*** RECORD SET ***

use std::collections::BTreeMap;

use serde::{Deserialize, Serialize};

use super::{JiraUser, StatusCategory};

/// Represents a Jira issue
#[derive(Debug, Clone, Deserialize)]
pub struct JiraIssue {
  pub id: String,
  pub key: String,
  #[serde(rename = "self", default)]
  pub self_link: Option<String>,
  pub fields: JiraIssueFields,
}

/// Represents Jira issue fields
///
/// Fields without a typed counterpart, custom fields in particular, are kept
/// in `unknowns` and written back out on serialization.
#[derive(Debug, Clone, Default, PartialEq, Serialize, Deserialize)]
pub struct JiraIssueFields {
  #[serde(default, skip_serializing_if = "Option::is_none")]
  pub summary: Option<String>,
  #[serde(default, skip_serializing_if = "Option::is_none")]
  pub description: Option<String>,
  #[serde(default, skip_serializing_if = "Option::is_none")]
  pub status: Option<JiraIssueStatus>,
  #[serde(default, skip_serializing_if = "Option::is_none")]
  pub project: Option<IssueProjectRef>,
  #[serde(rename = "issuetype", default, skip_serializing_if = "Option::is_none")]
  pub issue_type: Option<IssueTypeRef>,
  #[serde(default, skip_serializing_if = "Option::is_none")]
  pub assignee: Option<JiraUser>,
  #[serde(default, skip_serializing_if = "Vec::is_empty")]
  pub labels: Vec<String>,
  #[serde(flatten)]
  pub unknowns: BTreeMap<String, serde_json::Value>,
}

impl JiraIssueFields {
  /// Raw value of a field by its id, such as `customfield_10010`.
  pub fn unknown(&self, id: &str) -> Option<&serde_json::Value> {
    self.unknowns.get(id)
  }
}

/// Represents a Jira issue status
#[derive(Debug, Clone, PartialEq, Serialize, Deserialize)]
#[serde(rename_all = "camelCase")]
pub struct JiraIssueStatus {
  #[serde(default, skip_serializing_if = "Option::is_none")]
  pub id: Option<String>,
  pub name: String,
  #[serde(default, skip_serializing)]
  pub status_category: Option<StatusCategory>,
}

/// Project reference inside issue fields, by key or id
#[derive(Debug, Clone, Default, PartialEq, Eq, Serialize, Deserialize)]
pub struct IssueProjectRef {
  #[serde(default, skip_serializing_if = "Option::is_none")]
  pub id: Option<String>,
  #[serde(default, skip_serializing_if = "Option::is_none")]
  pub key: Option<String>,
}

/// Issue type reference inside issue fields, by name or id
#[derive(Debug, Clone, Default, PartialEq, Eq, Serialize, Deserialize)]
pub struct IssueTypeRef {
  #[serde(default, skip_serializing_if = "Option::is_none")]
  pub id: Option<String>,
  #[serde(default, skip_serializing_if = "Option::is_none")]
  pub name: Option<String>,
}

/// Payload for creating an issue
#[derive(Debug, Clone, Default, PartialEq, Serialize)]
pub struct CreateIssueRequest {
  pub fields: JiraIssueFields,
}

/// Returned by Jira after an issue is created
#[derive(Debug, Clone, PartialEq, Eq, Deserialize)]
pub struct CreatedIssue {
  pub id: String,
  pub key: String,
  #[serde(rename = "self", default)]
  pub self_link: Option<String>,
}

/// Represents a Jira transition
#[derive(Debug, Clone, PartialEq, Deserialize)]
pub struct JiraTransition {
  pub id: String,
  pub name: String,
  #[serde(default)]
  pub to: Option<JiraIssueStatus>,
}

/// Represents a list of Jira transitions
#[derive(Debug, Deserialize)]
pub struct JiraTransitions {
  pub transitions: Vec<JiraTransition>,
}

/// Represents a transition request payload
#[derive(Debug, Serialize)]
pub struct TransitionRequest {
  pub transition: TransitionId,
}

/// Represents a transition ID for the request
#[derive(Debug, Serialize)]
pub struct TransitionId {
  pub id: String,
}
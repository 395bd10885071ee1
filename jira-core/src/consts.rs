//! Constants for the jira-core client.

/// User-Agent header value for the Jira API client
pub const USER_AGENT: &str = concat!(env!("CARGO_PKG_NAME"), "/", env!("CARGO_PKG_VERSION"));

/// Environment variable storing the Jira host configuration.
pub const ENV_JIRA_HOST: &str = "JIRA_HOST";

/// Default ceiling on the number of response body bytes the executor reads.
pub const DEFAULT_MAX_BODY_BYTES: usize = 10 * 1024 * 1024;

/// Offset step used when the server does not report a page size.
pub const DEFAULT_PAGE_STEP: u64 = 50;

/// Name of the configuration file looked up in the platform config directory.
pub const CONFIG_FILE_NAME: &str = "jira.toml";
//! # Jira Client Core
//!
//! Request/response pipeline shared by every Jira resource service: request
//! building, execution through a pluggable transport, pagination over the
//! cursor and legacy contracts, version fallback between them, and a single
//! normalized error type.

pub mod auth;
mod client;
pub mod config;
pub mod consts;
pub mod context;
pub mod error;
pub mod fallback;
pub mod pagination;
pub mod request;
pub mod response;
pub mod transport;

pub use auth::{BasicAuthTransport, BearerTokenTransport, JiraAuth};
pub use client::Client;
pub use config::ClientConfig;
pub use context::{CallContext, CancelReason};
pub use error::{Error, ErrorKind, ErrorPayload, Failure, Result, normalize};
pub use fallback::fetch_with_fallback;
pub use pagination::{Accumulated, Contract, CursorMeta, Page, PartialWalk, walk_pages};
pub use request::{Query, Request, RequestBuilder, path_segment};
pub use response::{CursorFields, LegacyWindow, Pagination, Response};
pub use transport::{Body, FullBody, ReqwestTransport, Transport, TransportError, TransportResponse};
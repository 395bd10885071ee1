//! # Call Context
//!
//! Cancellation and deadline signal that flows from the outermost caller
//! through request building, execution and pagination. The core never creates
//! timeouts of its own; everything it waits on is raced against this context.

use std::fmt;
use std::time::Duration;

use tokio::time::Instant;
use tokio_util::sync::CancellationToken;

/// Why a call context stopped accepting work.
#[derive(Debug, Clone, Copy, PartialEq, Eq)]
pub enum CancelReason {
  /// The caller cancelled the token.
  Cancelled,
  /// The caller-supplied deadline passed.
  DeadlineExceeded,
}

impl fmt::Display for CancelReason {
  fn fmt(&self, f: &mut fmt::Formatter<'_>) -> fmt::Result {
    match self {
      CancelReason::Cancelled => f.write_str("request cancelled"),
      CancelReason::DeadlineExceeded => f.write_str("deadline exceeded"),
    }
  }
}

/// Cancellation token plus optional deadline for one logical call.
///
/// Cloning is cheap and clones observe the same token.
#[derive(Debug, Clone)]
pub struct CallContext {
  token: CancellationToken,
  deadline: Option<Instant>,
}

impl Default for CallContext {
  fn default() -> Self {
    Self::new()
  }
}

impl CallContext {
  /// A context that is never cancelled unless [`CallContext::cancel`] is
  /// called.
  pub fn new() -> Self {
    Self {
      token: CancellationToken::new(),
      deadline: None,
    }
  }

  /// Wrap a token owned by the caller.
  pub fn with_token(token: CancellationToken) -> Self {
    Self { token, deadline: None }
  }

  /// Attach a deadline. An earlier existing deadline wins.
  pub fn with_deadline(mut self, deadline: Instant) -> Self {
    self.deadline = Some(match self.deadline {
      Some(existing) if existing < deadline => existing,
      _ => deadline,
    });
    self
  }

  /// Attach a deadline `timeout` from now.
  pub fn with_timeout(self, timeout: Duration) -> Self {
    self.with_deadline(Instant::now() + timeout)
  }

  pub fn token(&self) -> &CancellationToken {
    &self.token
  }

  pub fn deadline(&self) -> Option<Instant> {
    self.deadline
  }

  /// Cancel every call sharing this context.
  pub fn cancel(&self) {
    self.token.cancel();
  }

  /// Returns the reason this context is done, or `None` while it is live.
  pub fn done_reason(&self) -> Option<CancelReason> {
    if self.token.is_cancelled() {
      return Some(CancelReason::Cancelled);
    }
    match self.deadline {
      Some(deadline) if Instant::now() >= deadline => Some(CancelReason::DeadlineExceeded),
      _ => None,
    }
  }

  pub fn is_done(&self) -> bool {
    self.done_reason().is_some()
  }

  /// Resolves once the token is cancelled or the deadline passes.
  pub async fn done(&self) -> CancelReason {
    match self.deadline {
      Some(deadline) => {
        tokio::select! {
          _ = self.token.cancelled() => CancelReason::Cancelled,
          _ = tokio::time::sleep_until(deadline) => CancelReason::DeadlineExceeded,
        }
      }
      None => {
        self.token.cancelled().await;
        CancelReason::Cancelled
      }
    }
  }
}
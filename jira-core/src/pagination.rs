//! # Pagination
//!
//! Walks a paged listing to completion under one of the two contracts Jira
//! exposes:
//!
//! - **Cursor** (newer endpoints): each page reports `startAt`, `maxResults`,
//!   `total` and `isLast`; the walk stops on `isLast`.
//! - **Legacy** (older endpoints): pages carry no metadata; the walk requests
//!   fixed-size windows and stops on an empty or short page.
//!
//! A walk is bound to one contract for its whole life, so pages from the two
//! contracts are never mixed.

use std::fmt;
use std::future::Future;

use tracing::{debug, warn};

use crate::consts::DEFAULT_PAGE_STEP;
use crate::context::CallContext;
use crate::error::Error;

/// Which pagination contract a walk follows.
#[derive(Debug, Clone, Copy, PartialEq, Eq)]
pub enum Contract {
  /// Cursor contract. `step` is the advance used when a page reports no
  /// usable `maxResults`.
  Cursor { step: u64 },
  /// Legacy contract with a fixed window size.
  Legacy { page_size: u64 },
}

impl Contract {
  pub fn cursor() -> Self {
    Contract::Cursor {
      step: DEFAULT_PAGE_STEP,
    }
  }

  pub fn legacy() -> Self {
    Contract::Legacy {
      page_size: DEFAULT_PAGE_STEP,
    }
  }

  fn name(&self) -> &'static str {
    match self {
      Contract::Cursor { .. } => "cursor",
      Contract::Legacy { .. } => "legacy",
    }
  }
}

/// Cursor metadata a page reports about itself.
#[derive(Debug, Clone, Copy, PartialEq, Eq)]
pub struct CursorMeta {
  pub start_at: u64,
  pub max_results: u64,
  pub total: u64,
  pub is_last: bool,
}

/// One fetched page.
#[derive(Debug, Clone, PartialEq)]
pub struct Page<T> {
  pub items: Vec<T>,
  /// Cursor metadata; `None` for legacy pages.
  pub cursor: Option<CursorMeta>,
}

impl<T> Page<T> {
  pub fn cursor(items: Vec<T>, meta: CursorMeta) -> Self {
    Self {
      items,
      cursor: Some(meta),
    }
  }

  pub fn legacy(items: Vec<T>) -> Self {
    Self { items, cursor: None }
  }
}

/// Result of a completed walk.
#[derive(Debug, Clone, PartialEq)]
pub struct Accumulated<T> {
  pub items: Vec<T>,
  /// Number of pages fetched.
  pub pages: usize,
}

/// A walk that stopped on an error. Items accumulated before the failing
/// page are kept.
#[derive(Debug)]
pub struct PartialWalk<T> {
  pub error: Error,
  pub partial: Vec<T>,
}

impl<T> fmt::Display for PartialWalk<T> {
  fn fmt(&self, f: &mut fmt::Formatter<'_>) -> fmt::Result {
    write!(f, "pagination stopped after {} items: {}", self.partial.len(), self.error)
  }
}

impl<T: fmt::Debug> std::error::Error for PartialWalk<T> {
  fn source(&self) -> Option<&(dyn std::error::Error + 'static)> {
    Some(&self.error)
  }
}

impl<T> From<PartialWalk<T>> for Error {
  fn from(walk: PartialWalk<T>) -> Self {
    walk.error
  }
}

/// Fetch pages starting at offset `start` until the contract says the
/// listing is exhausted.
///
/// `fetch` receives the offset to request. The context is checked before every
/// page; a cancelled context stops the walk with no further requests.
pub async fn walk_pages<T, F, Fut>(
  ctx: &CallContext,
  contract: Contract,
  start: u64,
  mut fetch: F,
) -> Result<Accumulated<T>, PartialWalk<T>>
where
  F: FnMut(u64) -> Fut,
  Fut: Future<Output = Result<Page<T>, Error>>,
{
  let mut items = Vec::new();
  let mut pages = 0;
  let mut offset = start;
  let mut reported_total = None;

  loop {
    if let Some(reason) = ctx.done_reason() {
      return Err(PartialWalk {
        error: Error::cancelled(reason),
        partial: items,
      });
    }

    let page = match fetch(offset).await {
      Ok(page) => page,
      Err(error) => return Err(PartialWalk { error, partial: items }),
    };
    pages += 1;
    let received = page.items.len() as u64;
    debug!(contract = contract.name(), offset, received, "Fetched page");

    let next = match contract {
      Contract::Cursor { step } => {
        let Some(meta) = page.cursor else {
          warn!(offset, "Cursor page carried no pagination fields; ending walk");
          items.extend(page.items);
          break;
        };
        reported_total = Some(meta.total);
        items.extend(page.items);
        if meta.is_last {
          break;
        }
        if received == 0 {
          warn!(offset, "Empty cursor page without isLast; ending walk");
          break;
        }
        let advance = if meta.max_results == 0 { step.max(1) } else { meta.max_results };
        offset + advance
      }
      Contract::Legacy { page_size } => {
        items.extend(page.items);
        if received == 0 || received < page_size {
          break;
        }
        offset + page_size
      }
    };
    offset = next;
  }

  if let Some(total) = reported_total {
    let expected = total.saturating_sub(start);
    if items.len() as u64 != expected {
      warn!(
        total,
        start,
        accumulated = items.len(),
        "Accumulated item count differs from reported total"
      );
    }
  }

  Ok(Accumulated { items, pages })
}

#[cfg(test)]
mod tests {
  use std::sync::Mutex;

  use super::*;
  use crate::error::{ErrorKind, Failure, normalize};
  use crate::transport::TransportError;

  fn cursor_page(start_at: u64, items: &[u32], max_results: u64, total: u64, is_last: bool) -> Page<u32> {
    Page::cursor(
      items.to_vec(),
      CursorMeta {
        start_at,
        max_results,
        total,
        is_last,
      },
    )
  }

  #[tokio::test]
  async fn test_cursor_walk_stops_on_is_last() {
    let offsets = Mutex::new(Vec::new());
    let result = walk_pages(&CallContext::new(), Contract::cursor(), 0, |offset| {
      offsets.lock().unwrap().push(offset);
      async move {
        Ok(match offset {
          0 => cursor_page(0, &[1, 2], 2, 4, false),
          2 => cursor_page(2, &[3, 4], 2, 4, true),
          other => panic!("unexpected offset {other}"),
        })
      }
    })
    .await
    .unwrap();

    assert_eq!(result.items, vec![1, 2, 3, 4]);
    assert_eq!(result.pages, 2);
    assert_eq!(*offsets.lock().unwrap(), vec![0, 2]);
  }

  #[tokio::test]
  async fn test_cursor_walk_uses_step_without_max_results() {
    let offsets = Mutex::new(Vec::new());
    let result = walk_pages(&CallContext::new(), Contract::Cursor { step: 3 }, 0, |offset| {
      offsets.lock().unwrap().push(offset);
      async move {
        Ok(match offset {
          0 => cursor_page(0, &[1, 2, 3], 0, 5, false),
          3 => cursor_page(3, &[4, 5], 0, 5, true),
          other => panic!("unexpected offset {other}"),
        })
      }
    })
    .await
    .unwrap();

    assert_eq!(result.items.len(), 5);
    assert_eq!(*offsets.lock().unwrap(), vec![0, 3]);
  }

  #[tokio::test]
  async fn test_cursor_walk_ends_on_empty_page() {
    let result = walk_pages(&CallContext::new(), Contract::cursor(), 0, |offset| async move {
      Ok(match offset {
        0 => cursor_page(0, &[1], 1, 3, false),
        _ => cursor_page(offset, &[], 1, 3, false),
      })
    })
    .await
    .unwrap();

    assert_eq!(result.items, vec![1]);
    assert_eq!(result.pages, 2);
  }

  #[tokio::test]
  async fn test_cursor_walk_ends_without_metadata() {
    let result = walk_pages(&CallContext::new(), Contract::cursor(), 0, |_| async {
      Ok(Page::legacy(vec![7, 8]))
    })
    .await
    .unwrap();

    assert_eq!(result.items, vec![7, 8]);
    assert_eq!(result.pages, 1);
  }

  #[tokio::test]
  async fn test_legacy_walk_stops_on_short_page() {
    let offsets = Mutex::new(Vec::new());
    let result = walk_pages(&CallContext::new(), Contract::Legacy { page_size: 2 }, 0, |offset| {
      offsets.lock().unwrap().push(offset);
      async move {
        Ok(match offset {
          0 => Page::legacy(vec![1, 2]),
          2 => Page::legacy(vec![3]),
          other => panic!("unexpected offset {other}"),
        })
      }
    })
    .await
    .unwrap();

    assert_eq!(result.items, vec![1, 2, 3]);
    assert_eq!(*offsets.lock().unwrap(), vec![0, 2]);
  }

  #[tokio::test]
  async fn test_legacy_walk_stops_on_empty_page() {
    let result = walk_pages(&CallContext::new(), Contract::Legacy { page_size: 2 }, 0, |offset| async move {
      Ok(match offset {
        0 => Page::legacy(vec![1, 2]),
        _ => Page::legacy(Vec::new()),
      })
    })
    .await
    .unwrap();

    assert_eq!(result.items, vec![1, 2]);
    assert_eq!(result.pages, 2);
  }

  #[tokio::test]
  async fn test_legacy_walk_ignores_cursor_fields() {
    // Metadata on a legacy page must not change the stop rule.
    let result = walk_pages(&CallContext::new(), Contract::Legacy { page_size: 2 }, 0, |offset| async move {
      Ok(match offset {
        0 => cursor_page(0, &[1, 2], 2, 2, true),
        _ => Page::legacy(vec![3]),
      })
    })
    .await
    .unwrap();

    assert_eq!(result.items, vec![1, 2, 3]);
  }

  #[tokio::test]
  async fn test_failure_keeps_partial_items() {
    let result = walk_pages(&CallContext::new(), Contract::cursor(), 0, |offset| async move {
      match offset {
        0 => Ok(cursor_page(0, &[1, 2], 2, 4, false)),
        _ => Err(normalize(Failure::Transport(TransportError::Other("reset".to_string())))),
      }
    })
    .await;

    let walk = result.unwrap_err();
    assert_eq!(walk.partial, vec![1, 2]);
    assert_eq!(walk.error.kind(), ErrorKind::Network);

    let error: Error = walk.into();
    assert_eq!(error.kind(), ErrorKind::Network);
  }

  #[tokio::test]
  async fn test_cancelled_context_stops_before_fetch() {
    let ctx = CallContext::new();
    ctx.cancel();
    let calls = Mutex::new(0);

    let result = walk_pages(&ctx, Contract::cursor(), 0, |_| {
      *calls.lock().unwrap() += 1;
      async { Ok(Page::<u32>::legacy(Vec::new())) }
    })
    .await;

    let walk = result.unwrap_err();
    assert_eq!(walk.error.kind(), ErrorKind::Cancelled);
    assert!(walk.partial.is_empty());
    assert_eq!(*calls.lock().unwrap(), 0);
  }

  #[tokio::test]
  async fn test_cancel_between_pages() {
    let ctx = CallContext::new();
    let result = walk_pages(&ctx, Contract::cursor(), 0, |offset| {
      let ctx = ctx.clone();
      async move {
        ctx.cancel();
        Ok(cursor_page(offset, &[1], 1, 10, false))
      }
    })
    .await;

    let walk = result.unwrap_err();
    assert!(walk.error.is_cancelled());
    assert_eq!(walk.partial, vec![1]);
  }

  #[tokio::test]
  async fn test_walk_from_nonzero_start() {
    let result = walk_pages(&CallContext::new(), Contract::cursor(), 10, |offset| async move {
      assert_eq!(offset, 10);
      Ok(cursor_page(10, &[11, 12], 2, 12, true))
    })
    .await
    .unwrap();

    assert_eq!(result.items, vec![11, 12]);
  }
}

***

Tally the lines above containing "super". Answer with the count only.

**TASK ANSWER:**
2